What was really astounding about this event was how many people were stationed throughout the course, wrapped in rain jackets or ponchos, huddled against the rain, and still yelling encouragement through their shivers and extending their numb hands for high-fives. And, of course, the final stretch of the trail came with a bittersweet ending. It sure did feel exhilarating to finally finish, yet crossing the finish line meant that the beautiful scenery, cheerful company, and easy conversation had to end. But then again, ahead of the finish line was yet another bright pink mass to look forward to, with more volunteers, spirited and lively, clapping and cheering and yelling words of praise while all of us proud walkers reached our final destination.
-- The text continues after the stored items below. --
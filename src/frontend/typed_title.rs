use yew::prelude::*;

use crate::behaviors::typewriter::Typewriter;

#[derive(Properties, PartialEq)]
pub struct TypedTitleProps {
    pub typewriter: Typewriter,
    pub open: &'static str,
    pub close: &'static str,
}

/// Title typed out between a pair of brackets that fade in first.
#[function_component(TypedTitle)]
pub fn typed_title(props: &TypedTitleProps) -> Html {
    let frame = classes!("fade", props.typewriter.frame_visible().then_some("is-visible"));

    html! {
        <h1 class="typed-title" aria-label={props.typewriter.target()}>
            <span class={frame.clone()} aria-hidden="true">{props.open}</span>
            <span class="typed-text" aria-hidden="true">{props.typewriter.text()}</span>
            <span class={frame} aria-hidden="true">{props.close}</span>
        </h1>
    }
}
use yew::prelude::*;
use yew_router::prelude::*;

use super::Route;

#[function_component(NotFound)]
pub fn not_found() -> Html {
    html! {
        <section class="reveal-page centered">
            <h1 class="typed-title">{"( 4 0 4 )"}</h1>
            <p class="muted">{"PAGE NOT FOUND"}</p>
            <Link<Route> to={Route::Home} classes={classes!("link")}>{"( BACK TO HOME )"}</Link<Route>>
        </section>
    }
}
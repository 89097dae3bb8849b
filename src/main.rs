#[cfg_attr(not(target_arch = "wasm32"), allow(dead_code))]
mod behaviors;
#[cfg_attr(not(target_arch = "wasm32"), allow(dead_code))]
mod content;

#[cfg(not(target_arch = "wasm32"))]
mod backend;
#[cfg(target_arch = "wasm32")]
mod frontend;

#[cfg(not(target_arch = "wasm32"))]
#[tokio::main]
async fn main() -> Result<(), backend::ServerError> {
    backend::run().await
}

#[cfg(target_arch = "wasm32")]
fn main() {
    frontend::run();
}
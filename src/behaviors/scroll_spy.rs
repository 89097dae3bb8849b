/// Added to the scroll offset before matching, so a section counts as active
/// slightly before its top edge reaches the viewport top.
pub const SCROLL_LOOKAHEAD: f64 = 100.0;
/// The sticky header hides once the page has scrolled this close to the
/// bottom of the hero section.
pub const HEADER_HIDE_MARGIN: f64 = 200.0;

/// Layout of one mounted section, measured at query time.
#[derive(Clone, Debug, PartialEq)]
pub struct SectionGeometry {
    pub id: String,
    pub top: f64,
    pub height: f64,
}

impl SectionGeometry {
    pub fn new(id: impl Into<String>, top: f64, height: f64) -> Self {
        Self {
            id: id.into(),
            top,
            height,
        }
    }

    fn contains(&self, position: f64) -> bool {
        position >= self.top && position < self.top + self.height
    }
}

/// Returns the first section, in display order, whose `[top, top + height)`
/// range contains `scroll_offset + lookahead`.
pub fn active_section(
    sections: &[SectionGeometry],
    scroll_offset: f64,
    lookahead: f64,
) -> Option<&str> {
    let position = scroll_offset + lookahead;
    sections
        .iter()
        .find(|section| section.contains(position))
        .map(|section| section.id.as_str())
}

pub fn header_visible(scroll_offset: f64, hero_bottom: f64) -> bool {
    scroll_offset <= hero_bottom - HEADER_HIDE_MARGIN
}

/// One scroll measurement: the offset plus whatever sections were mounted.
#[derive(Clone, Debug, PartialEq)]
pub struct ScrollObservation {
    pub offset: f64,
    pub sections: Vec<SectionGeometry>,
    pub hero_bottom: Option<f64>,
}

#[derive(Clone, Debug, PartialEq)]
pub struct ScrollSpy {
    active: String,
    header_visible: bool,
    lookahead: f64,
}

impl ScrollSpy {
    pub fn new(initial: impl Into<String>) -> Self {
        Self::with_lookahead(initial, SCROLL_LOOKAHEAD)
    }

    pub fn with_lookahead(initial: impl Into<String>, lookahead: f64) -> Self {
        Self {
            active: initial.into(),
            header_visible: true,
            lookahead,
        }
    }

    pub fn active(&self) -> &str {
        &self.active
    }

    pub fn header_visible(&self) -> bool {
        self.header_visible
    }

    /// Folds a measurement into the spy. When no section matches the active
    /// id is kept; when the hero is not mounted the header flag is kept.
    /// Returns whether either output changed.
    pub fn observe(&mut self, observation: &ScrollObservation) -> bool {
        let mut changed = false;

        if let Some(id) = active_section(&observation.sections, observation.offset, self.lookahead)
        {
            if id != self.active {
                self.active = id.to_string();
                changed = true;
            }
        }

        if let Some(hero_bottom) = observation.hero_bottom {
            let visible = header_visible(observation.offset, hero_bottom);
            if visible != self.header_visible {
                self.header_visible = visible;
                changed = true;
            }
        }

        changed
    }
}

/// Lets at most one recomputation be queued per animation frame.
#[derive(Debug, Default)]
pub struct FrameGate {
    pending: bool,
}

impl FrameGate {
    /// Returns true when the caller should schedule a frame; false while one
    /// is already queued.
    pub fn try_schedule(&mut self) -> bool {
        if self.pending {
            return false;
        }
        self.pending = true;
        true
    }

    /// Called from the frame callback before measuring.
    pub fn release(&mut self) {
        self.pending = false;
    }

    pub fn is_pending(&self) -> bool {
        self.pending
    }
}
Overall, the walk was an incredible experience for all who took part and more than $1 million dollars was raised toward breast cancer research, prevention, and awareness. The effectiveness of the walk was evident in the smiles of all walking survivors, volunteers, and anyone involved really believed that every step and splash was worth it. At the end of the day, it was not about how fast you walked or even what a great time you had. It was about giving hope to all of those out there suffering from an unfortunate disease. And I’d say that there’s no better way to spend a rainy Sunday morning than by giving hope to those who need it most.